A recent OAS report suggested that the issue should be given a closer look. Some regional politicians, desperate for measures to control the bloodshed, are now open to legalisation.
But while a few US states have decriminalised possession of pot for recreational use within state borders, it is far from being federal law.
"Of course counter-narcotics is going to be part of the discussion," State Department spokesperson Jen Psaki told reporters ahead of Kerry's trip, adding that concerns remained about drug trafficking and its impact.
Kerry, who took up his post on 1 February, will spend two days in Guatemala, and was expected to speak with Venezuelan Foreign Minister Elias Jaua on the sidelines of the meeting, Venezuelan President Nicolas Maduro said.

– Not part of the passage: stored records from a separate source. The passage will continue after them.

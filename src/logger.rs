use log::{LevelFilter, SetLoggerError};
use simplelog::{ColorChoice, ConfigBuilder, TermLogger, TerminalMode};

pub fn init(level: LevelFilter) -> Result<(), SetLoggerError> {
    TermLogger::init(
        level,
        ConfigBuilder::default().build(),
        TerminalMode::Mixed,
        ColorChoice::Auto,
    )
}
use crate::fs;

use termcolor::{Buffer, BufferWriter, Color, ColorChoice, ColorSpec, WriteColor};

use std::fmt::{Debug, Display};
use std::io::Write;
use std::path::PathBuf;

pub trait SiteForgeError {
    fn display(&self, buf: &mut Buffer);

    fn print(&self) {
        let writer = BufferWriter::stderr(ColorChoice::Auto);
        let mut buffer = writer.buffer();

        buffer
            .set_color(ColorSpec::new().set_fg(Some(Color::Red)).set_intense(true))
            .ok();
        write!(buffer, "error: ").ok();
        buffer.reset().ok();

        self.display(&mut buffer);
        writer.print(&buffer).ok();
    }
}

/// Encapsulates an error and the location in the manifest at which it occurred.
#[derive(Clone, Debug)]
pub struct TracebackError<T: Clone + Debug> {
    pub path: PathBuf,
    pub line: u32,
    pub column: u32,
    pub kind: T,
}

impl<T: Clone + Debug + SiteForgeError> SiteForgeError for TracebackError<T> {
    fn display(&self, buf: &mut Buffer) {
        self.kind.display(buf);
        writeln!(
            buf,
            "  at {}:{}:{}",
            self.path.display(),
            self.line,
            self.column
        )
        .ok();
    }
}

impl SiteForgeError for fs::Error {
    fn display(&self, buf: &mut Buffer) {
        match self {
            fs::Error::NotFound(s) => format!("not found: {}", s).display(buf),
            fs::Error::Read => "could not read from filesystem".display(buf),
            fs::Error::Write => "could not write to filesystem".display(buf),
        }
    }
}

impl<T: Display> SiteForgeError for T {
    fn display(&self, buf: &mut Buffer) {
        writeln!(buf, "{}", self).ok();
    }
}

impl<T: SiteForgeError + 'static> From<T> for Box<dyn SiteForgeError> {
    fn from(t: T) -> Self {
        Box::new(t)
    }
}
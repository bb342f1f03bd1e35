use crate::logger::{LogLevel, LOGGER};

use std::io::Write;
use termcolor::{BufferWriter, Color, ColorChoice, ColorSpec, WriteColor};

/// A progress bar, advanced by iterating over it.
pub struct Progress {
    name: String,
    total: usize,
    current: usize,
}

impl Progress {
    pub fn new(name: impl AsRef<str>, total: usize) -> Self {
        Self {
            name: name.as_ref().to_string(),
            total,
            current: 0,
        }
    }

    fn visible(&self) -> bool {
        LOGGER
            .get()
            .map(|logger| logger.accepts(LogLevel::Normal))
            .unwrap_or(false)
    }

    pub fn print(&self) {
        if !self.visible() {
            return;
        }

        let writer = BufferWriter::stderr(ColorChoice::Auto);
        let mut buffer = writer.buffer();

        buffer
            .set_color(
                ColorSpec::new()
                    .set_fg(Some(Color::Green))
                    .set_intense(true),
            )
            .ok();
        write!(buffer, "\r{:>12} ", self.name).ok();
        buffer.reset().ok();

        let scaled_length = ((self.current as f64 / self.total as f64) * 50.0).ceil() as usize;

        write!(
            buffer,
            "[{:<50}] {}/{}",
            "=".repeat(scaled_length),
            self.current,
            self.total
        )
        .ok();

        if self.current == self.total {
            writeln!(buffer).ok();
        }

        writer.print(&buffer).ok();
    }
}

impl Iterator for Progress {
    type Item = ();

    fn next(&mut self) -> Option<Self::Item> {
        if self.current == self.total {
            return None;
        }

        self.current += 1;
        self.print();

        Some(())
    }
}
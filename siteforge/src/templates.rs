//! Provides the `siteforge templates` functionality.

use crate::error::SiteForgeError;

use siteforge_core::Template;

use clap::ArgMatches;
use humphrey_json::prelude::*;
use humphrey_json::Value;

/// Lists the available templates on stdout.
pub fn list(args: &ArgMatches) -> Result<(), Box<dyn SiteForgeError>> {
    if args.is_present("json") {
        println!("{}", to_json().serialize());
    } else {
        for template in Template::ALL {
            println!("{:<10} {}", template.id(), template.name());
        }
    }

    Ok(())
}

/// Returns the templates as an array of `{"id", "name"}` objects.
fn to_json() -> Value {
    Value::Array(
        Template::ALL
            .iter()
            .map(|template| {
                json!({
                    "id": (template.id().to_string()),
                    "name": (template.name().to_string())
                })
            })
            .collect(),
    )
}

#[cfg(test)]
mod test {
    use super::*;

    #[test]
    fn json_lists_every_template_in_order() {
        let templates = match to_json() {
            Value::Array(templates) => templates,
            _ => panic!("expected an array"),
        };

        assert_eq!(templates.len(), 9);
        assert_eq!(
            templates[0].get("id").and_then(|id| id.as_str()),
            Some("liquid")
        );
        assert_eq!(
            templates[8].get("name").and_then(|name| name.as_str()),
            Some("Gradient Mesh")
        );
    }
}
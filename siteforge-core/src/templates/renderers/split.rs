use crate::config::Config;
use crate::templates::{Fragment, RenderContext, Template, TemplateRenderer};

/// Renders the `split` template: an accent panel beside the copy.
///
/// The two-column layout has no alignment variant.
pub struct SplitRenderer;

impl TemplateRenderer for SplitRenderer {
    fn template(&self) -> Template {
        Template::Split
    }

    fn render(&self, cfg: &Config, ctx: &RenderContext) -> Fragment {
        let body = format!(
            r#"<div class="split">
  <aside></aside>
  <main>
    <div class="logo">{brand}</div>
    <h1>{headline}</h1>
    <p>{sub}</p>
    {timer}
  </main>
</div>"#,
            brand = ctx.brand,
            headline = ctx.headline,
            sub = ctx.sub,
            timer = ctx.timer(cfg),
        );

        Fragment {
            body,
            css: CSS.to_string(),
        }
    }
}

const CSS: &str = r#"body{margin:0;background:var(--bg);color:var(--fg)}
.split{min-height:100%;display:grid;grid-template-columns:1.1fr 1.2fr}
aside{background:radial-gradient(120% 120% at 20% 20%,var(--ac),transparent 60%),linear-gradient(180deg,color-mix(in oklab, var(--bg), transparent 10%),var(--bg));filter:saturate(120%)}
main{display:grid;align-content:center;gap:18px;padding:clamp(24px,6vw,80px)}
.logo{font-weight:800;text-transform:uppercase;letter-spacing:.14em;opacity:.95}
h1{font-size:clamp(36px,7vw,84px);margin:0;text-shadow:0 1px 12px rgba(0,0,0,.35)}
p{opacity:.94;max-width:60ch;text-shadow:0 1px 8px rgba(0,0,0,.2)}
.timer{display:flex;gap:10px}
.timer .box{padding:10px 14px;border-radius:12px;background:color-mix(in oklab, var(--fg), transparent 94%);border:1px solid color-mix(in oklab, var(--fg), transparent 88%)}
@media (max-width:900px){.split{grid-template-columns:1fr}.timer{justify-content:flex-start}}"#;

Washington and the leftist Venezuelan government have had testy relations for years. Ties have been especially touchy since mid-April, when Maduro was elected to office by a razor-thin margin in a controversial election.
The US side was more circumspect about the meeting.
Kerry "will probably speak briefly with the Venezuelan foreign minister", a US official said earlier, speaking on condition of anonymity. It would be the first such encounter since the death of Maduro's predecessor, fiery leftist leader Hugo Chavez.
Kerry's visit follows a regional trip by US Vice President Joe Biden, who pressed for increased trade and investment between the United States and its neighbours to the south.
US strategy 'misrepresented'
"Our goal going into Antigua is to ensure that we can convey as clearly as possible what this administration's position on drugs has been both at home and abroad," said Roberta Jacobson, the US assistant secretary for Western Hemisphere Affairs.
"I think one of the things we found, on occasions, is that the US strategy, we think, quite honestly, is misrepresented," she told reporters on Monday.
"It is not solely about law enforcement; that's why this administration spent $10bn a year during the first term on prevention treatment."
Kerry's talks with the OAS leaders will not be without a certain irony, as in 2010 he shepherded a joint bi-partisan bill through Senate to strengthen the regional bloc, having accused it of being ineffectual and lacking transparency.